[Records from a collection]
================
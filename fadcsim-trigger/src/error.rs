//! Trigger-specific error types.

use fadcsim_core::ConfigError;
use thiserror::Error;

/// Result type for trigger configuration loading.
pub type Result<T> = std::result::Result<T, Error>;

/// Trigger configuration loading errors.
#[derive(Error, Debug)]
pub enum Error {
    /// I/O error.
    #[error("I/O error: {0}")]
    IoError(#[from] std::io::Error),

    /// Malformed JSON document.
    #[error("JSON error: {0}")]
    JsonError(#[from] serde_json::Error),

    /// Core library error.
    #[error("core error: {0}")]
    CoreError(#[from] fadcsim_core::Error),
}

impl From<ConfigError> for Error {
    fn from(err: ConfigError) -> Self {
        Self::CoreError(err.into())
    }
}
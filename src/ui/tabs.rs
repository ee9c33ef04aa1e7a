// Section bar rendering.
// Highlights the active section and shows a count badge on Projects once loaded.

use ratatui::{prelude::*, widgets::*};

use crate::app::{App, Section};

use super::palette::Palette;

/// Draw the section bar at the top of the screen.
pub fn draw_tabs(frame: &mut Frame, app: &App, palette: &Palette, area: Rect) {
    let project_count = app.portfolio.projects.data().map(Vec::len);

    let tab_titles: Vec<Line> = Section::ALL
        .iter()
        .map(|section| {
            let title = match (section, project_count) {
                (Section::Projects, Some(count)) => format!("{} ({})", section.title(), count),
                _ => section.title().to_string(),
            };

            let style = if *section == app.active_section {
                Style::default()
                    .fg(palette.highlight)
                    .add_modifier(Modifier::BOLD)
            } else {
                Style::default().fg(palette.fg)
            };

            Line::from(Span::styled(title, style))
        })
        .collect();

    let selected_index = Section::ALL
        .iter()
        .position(|s| *s == app.active_section)
        .unwrap_or(0);

    let tabs_widget = Tabs::new(tab_titles)
        .block(
            Block::default()
                .borders(Borders::BOTTOM)
                .border_style(Style::default().fg(palette.border))
                .title(format!(" folio · {} ", app.username))
                .title_style(palette.title()),
        )
        .select(selected_index)
        .highlight_style(Style::default().fg(palette.highlight))
        .divider(Span::raw(" │ "));

    frame.render_widget(tabs_widget, area);
}
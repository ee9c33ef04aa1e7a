// GitHub API module.
// Provides client and types for interacting with the GitHub REST API.

pub mod client;
pub mod endpoints;
pub mod error;
pub mod types;

pub use client::GitHubClient;
pub use types::*;
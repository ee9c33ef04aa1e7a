mod app;
mod cache;
mod cli;
mod commands;
mod config;
mod error;
mod github;
mod http;
mod portfolio;
mod readme;
mod state;
mod ui;

use std::fs::{self, OpenOptions};
use std::sync::{Arc, Mutex};

use clap::Parser;
use tracing_subscriber::EnvFilter;
use tracing_subscriber::fmt::writer::BoxMakeWriter;

use app::App;
use cache::paths;
use cli::{Cli, Commands};
use github::GitHubClient;
use http::ReqwestTransport;
use state::ThemeStore;

/// The interactive view owns the terminal, so its logs go to a file.
fn log_writer(interactive: bool) -> BoxMakeWriter {
    if !interactive {
        return BoxMakeWriter::new(std::io::stderr);
    }

    let file = paths::log_path().and_then(|path| {
        if let Some(parent) = path.parent() {
            fs::create_dir_all(parent).ok()?;
        }
        OpenOptions::new().create(true).append(true).open(path).ok()
    });

    match file {
        Some(file) => BoxMakeWriter::new(Mutex::new(file)),
        None => BoxMakeWriter::new(std::io::sink),
    }
}

fn init_tracing(interactive: bool) {
    let env_filter = match EnvFilter::try_from_default_env() {
        Ok(filter) => filter,
        Err(_) => EnvFilter::new("folio=info"),
    };

    tracing_subscriber::fmt()
        .with_env_filter(env_filter)
        .with_target(false)
        .with_ansi(!interactive)
        .with_writer(log_writer(interactive))
        .init();
}

#[tokio::main]
async fn main() -> Result<(), Box<dyn std::error::Error>> {
    let cli = Cli::parse();
    init_tracing(cli.command.is_none());

    // Load configuration (config files -> env vars -> CLI flags)
    let mut config = config::Config::load()?;
    if let Some(username) = cli.username {
        config.github.username = username;
    }
    if cli.token.is_some() {
        config.github.token = cli.token;
    }

    let mut client = GitHubClient::new(
        Arc::new(ReqwestTransport::default()),
        config.github_token(),
    );
    if let Some(base_url) = config.github.base_url.clone() {
        client = client.with_base_url(base_url);
    }
    let client = Arc::new(client);

    match cli.command {
        Some(Commands::Print { json }) => {
            commands::print::handle_print(&client, &config, json).await?;
        }
        Some(Commands::Limits { json }) => {
            commands::limits::handle_limits(&client, json).await?;
        }
        None => {
            tracing::info!(username = config.username(), "Starting interactive view");
            let theme = ThemeStore::load(paths::preferences_path());
            let mut app = App::new(client, config, theme);
            app.refresh();

            let mut terminal = ratatui::init();
            let result = tokio::task::block_in_place(|| app.run(&mut terminal));
            ratatui::restore();
            result?;
        }
    }

    Ok(())
}
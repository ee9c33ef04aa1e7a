// Projects section: filter bar, search line, and the grouped project list.

use ratatui::{prelude::*, widgets::*};

use crate::app::App;
use crate::portfolio::Project;
use crate::portfolio::format::{format_number, format_relative_time};
use crate::state::LoadingState;
use crate::state::filter::partition_by_demo;

use super::list::{render_empty, render_error, render_loading};
use super::palette::{Palette, language_swatch};

/// Technology badges shown per row before collapsing into "+n".
const MAX_BADGES: usize = 4;

pub fn draw_projects(frame: &mut Frame, app: &App, palette: &Palette, area: Rect) {
    let [filter_area, search_area, list_area] = Layout::vertical([
        Constraint::Length(1),
        Constraint::Length(1),
        Constraint::Min(1),
    ])
    .areas(area);

    match &app.portfolio.projects {
        LoadingState::Idle | LoadingState::Loading => {
            render_loading(frame, list_area, palette, "Loading projects");
            return;
        }
        LoadingState::Error(_) => {
            render_error(frame, list_area, palette, "projects");
            return;
        }
        LoadingState::Loaded(_) => {}
    }

    draw_filter_bar(frame, app, palette, filter_area);
    draw_search_line(frame, app, palette, search_area);
    draw_list(frame, app, palette, list_area);
}

fn draw_filter_bar(frame: &mut Frame, app: &App, palette: &Palette, area: Rect) {
    let selected = app.portfolio.selected_technology.as_deref();
    let chip = |label: &str, active: bool| {
        let style = if active {
            Style::default()
                .fg(palette.bg)
                .bg(palette.accent)
                .add_modifier(Modifier::BOLD)
        } else {
            palette.muted()
        };
        Span::styled(format!(" {} ", label), style)
    };

    let mut spans = vec![Span::styled("←→ ", palette.key()), chip("All", selected.is_none())];
    for tech in app.portfolio.technologies() {
        spans.push(Span::raw(" "));
        let active = selected.is_some_and(|s| s.eq_ignore_ascii_case(&tech));
        spans.push(chip(&tech, active));
    }
    frame.render_widget(Paragraph::new(Line::from(spans)), area);
}

fn draw_search_line(frame: &mut Frame, app: &App, palette: &Palette, area: Rect) {
    let portfolio = &app.portfolio;
    let line = if portfolio.search_active {
        Line::from(vec![
            Span::styled("/", palette.key()),
            Span::raw(portfolio.search_query.clone()),
            Span::styled("█", palette.key()),
        ])
    } else if portfolio.search_query.is_empty() {
        Line::from(vec![
            Span::styled("/ ", palette.key()),
            Span::styled("Search projects...", palette.muted()),
        ])
    } else {
        Line::from(vec![
            Span::styled("/", palette.key()),
            Span::raw(portfolio.search_query.clone()),
            Span::styled("  (Esc clears)", palette.muted()),
        ])
    };
    frame.render_widget(Paragraph::new(line), area);
}

fn project_item<'a>(project: &Project, palette: &Palette) -> ListItem<'a> {
    let mut spans = Vec::new();
    if project.featured {
        spans.push(Span::styled("⭐ ", Style::default().fg(palette.featured)));
    } else {
        spans.push(Span::raw("   "));
    }
    spans.push(Span::styled(
        project.name.clone(),
        Style::default()
            .fg(palette.accent)
            .add_modifier(Modifier::BOLD),
    ));
    if let Some(language) = &project.language {
        spans.push(Span::styled(
            "  ●",
            Style::default().fg(language_swatch(Some(language))),
        ));
        spans.push(Span::styled(format!(" {}", language), palette.muted()));
    }
    spans.push(Span::styled(
        format!(
            "  ★ {}  ⑂ {}  {}",
            format_number(project.stars),
            format_number(project.forks),
            format_relative_time(&project.updated_at)
        ),
        palette.muted(),
    ));

    let mut badges: Vec<String> = project
        .technologies
        .iter()
        .take(MAX_BADGES)
        .cloned()
        .collect();
    if project.technologies.len() > MAX_BADGES {
        badges.push(format!("+{}", project.technologies.len() - MAX_BADGES));
    }
    if !badges.is_empty() {
        spans.push(Span::styled(
            format!("  [{}]", badges.join(", ")),
            Style::default().fg(palette.highlight),
        ));
    }

    let description = if project.description.is_empty() {
        "No description available".to_string()
    } else {
        project.description.clone()
    };

    ListItem::new(vec![
        Line::from(spans),
        Line::from(Span::styled(
            format!("     {}", description),
            Style::default().fg(palette.fg),
        )),
    ])
}

fn header_item<'a>(title: &str, palette: &Palette) -> ListItem<'a> {
    ListItem::new(Line::from(Span::styled(
        format!("── {} ", title),
        palette.title(),
    )))
}

/// Position in the rendered list, headers included, of the `index`th project.
fn display_index(index: usize, demo_count: usize, other_count: usize) -> usize {
    let demo_header = usize::from(demo_count > 0);
    if index < demo_count {
        index + demo_header
    } else {
        let other_header = usize::from(other_count > 0);
        index + demo_header + other_header
    }
}

fn draw_list(frame: &mut Frame, app: &App, palette: &Palette, area: Rect) {
    let visible = app.portfolio.visible_projects();
    let block = Block::default()
        .borders(Borders::ALL)
        .border_style(Style::default().fg(palette.border))
        .title(format!(" Projects ({}) ", visible.len()));

    if visible.is_empty() {
        let inner = block.inner(area);
        frame.render_widget(block, area);
        render_empty(frame, inner, palette, "No projects found matching your criteria.");
        return;
    }

    let (demos, others) = partition_by_demo(&visible);
    let mut items = Vec::with_capacity(visible.len() + 2);
    if !demos.is_empty() {
        items.push(header_item("With demos", palette));
        items.extend(demos.iter().map(|p| project_item(p, palette)));
    }
    if !others.is_empty() {
        items.push(header_item("Other projects", palette));
        items.extend(others.iter().map(|p| project_item(p, palette)));
    }

    let mut list_state = ListState::default();
    list_state.select(
        app.portfolio
            .list_state
            .selected()
            .map(|i| display_index(i, demos.len(), others.len())),
    );

    let list_widget = List::new(items)
        .block(block)
        .highlight_style(palette.selected())
        .highlight_symbol("> ");

    frame.render_stateful_widget(list_widget, area, &mut list_state);
}
// Non-interactive commands.

pub mod limits;
pub mod print;
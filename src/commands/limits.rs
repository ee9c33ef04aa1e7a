// `folio limits`: current GitHub API rate limit.

use std::io::Write;

use chrono::{DateTime, Utc};

use crate::error::Result;
use crate::github::{GitHubClient, RateLimitInfo};

/// Handle the limits command.
pub async fn handle_limits(client: &GitHubClient, json: bool) -> Result<()> {
    let info = client.get_rate_limit().await?;
    let mut stdout = std::io::stdout().lock();
    if json {
        writeln!(stdout, "{}", serde_json::to_string_pretty(&info)?)?;
    } else {
        write_limits(&mut stdout, &info, client.is_authenticated(), Utc::now())?;
    }
    Ok(())
}

fn write_limits(
    out: &mut impl Write,
    info: &RateLimitInfo,
    authenticated: bool,
    now: DateTime<Utc>,
) -> std::io::Result<()> {
    let used = info.limit.saturating_sub(info.remaining);
    let usage_percent = if info.limit > 0 {
        (used as f64 / info.limit as f64) * 100.0
    } else {
        0.0
    };
    let reset_duration = info.reset.signed_duration_since(now);
    let reset_in = if reset_duration.num_seconds() > 0 {
        format_duration(reset_duration)
    } else {
        "now".to_string()
    };

    writeln!(
        out,
        "GitHub API ({})",
        if authenticated { "authenticated" } else { "unauthenticated" }
    )?;
    writeln!(out, "  Limit:     {}", info.limit)?;
    writeln!(out, "  Remaining: {} ({:.1}% used)", info.remaining, usage_percent)?;
    writeln!(
        out,
        "  Resets at: {} (in {})",
        info.reset.format("%Y-%m-%d %H:%M:%S UTC"),
        reset_in
    )?;
    Ok(())
}

fn format_duration(duration: chrono::Duration) -> String {
    let total_secs = duration.num_seconds();
    if total_secs < 60 {
        format!("{}s", total_secs)
    } else if total_secs < 3600 {
        let mins = total_secs / 60;
        let secs = total_secs % 60;
        if secs > 0 {
            format!("{}m {}s", mins, secs)
        } else {
            format!("{}m", mins)
        }
    } else {
        let hours = total_secs / 3600;
        let mins = (total_secs % 3600) / 60;
        if mins > 0 {
            format!("{}h {}m", hours, mins)
        } else {
            format!("{}h", hours)
        }
    }
}

#[cfg(test)]
mod tests {
    use super::*;
    use chrono::TimeZone;

    #[test]
    fn format_duration_handles_seconds_minutes_and_hours() {
        assert_eq!(format_duration(chrono::Duration::seconds(42)), "42s");
        assert_eq!(format_duration(chrono::Duration::seconds(125)), "2m 5s");
        assert_eq!(format_duration(chrono::Duration::seconds(3900)), "1h 5m");
    }

    #[test]
    fn writes_usage_and_reset() {
        let now = Utc.with_ymd_and_hms(2024, 6, 1, 12, 0, 0).unwrap();
        let info = RateLimitInfo {
            limit: 60,
            remaining: 45,
            reset: now + chrono::Duration::minutes(30),
        };

        let mut out = Vec::new();
        write_limits(&mut out, &info, false, now).unwrap();
        let text = String::from_utf8(out).unwrap();

        assert!(text.contains("unauthenticated"));
        assert!(text.contains("Remaining: 45 (25.0% used)"));
        assert!(text.contains("2024-06-01 12:30:00 UTC (in 30m)"));
    }

    #[test]
    fn past_reset_reads_now() {
        let now = Utc.with_ymd_and_hms(2024, 6, 1, 12, 0, 0).unwrap();
        let info = RateLimitInfo {
            limit: 5000,
            remaining: 5000,
            reset: now - chrono::Duration::seconds(5),
        };
        let mut out = Vec::new();
        write_limits(&mut out, &info, true, now).unwrap();
        assert!(String::from_utf8(out).unwrap().contains("(in now)"));
    }
}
================
• **Action item**
An exact copy of the lines above, from the one containing "pub mod limits;" through the one containing "let mins = (total_secs % 3600) / 60;", is the whole of the answer.

• **Response to the task**
pub mod limits;
pub mod print;
filename src/commands/limits.rs
repository ee9c33ef04aa1e7a
// `folio limits`: current GitHub API rate limit.

use std::io::Write;

use chrono::{DateTime, Utc};

use crate::error::Result;
use crate::github::{GitHubClient, RateLimitInfo};

/// Handle the limits command.
pub async fn handle_limits(client: &GitHubClient, json: bool) -> Result<()> {
    let info = client.get_rate_limit().await?;
    let mut stdout = std::io::stdout().lock();
    if json {
        writeln!(stdout, "{}", serde_json::to_string_pretty(&info)?)?;
    } else {
        write_limits(&mut stdout, &info, client.is_authenticated(), Utc::now())?;
    }
    Ok(())
}

fn write_limits(
    out: &mut impl Write,
    info: &RateLimitInfo,
    authenticated: bool,
    now: DateTime<Utc>,
) -> std::io::Result<()> {
    let used = info.limit.saturating_sub(info.remaining);
    let usage_percent = if info.limit > 0 {
        (used as f64 / info.limit as f64) * 100.0
    } else {
        0.0
    };
    let reset_duration = info.reset.signed_duration_since(now);
    let reset_in = if reset_duration.num_seconds() > 0 {
        format_duration(reset_duration)
    } else {
        "now".to_string()
    };

    writeln!(
        out,
        "GitHub API ({})",
        if authenticated { "authenticated" } else { "unauthenticated" }
    )?;
    writeln!(out, "  Limit:     {}", info.limit)?;
    writeln!(out, "  Remaining: {} ({:.1}% used)", info.remaining, usage_percent)?;
    writeln!(
        out,
        "  Resets at: {} (in {})",
        info.reset.format("%Y-%m-%d %H:%M:%S UTC"),
        reset_in
    )?;
    Ok(())
}

fn format_duration(duration: chrono::Duration) -> String {
    let total_secs = duration.num_seconds();
    if total_secs < 60 {
        format!("{}s", total_secs)
    } else if total_secs < 3600 {
        let mins = total_secs / 60;
        let secs = total_secs % 60;
        if secs > 0 {
            format!("{}m {}s", mins, secs)
        } else {
            format!("{}m", mins)
        }
    } else {
        let hours = total_secs / 3600;
        let mins = (total_secs % 3600) / 60;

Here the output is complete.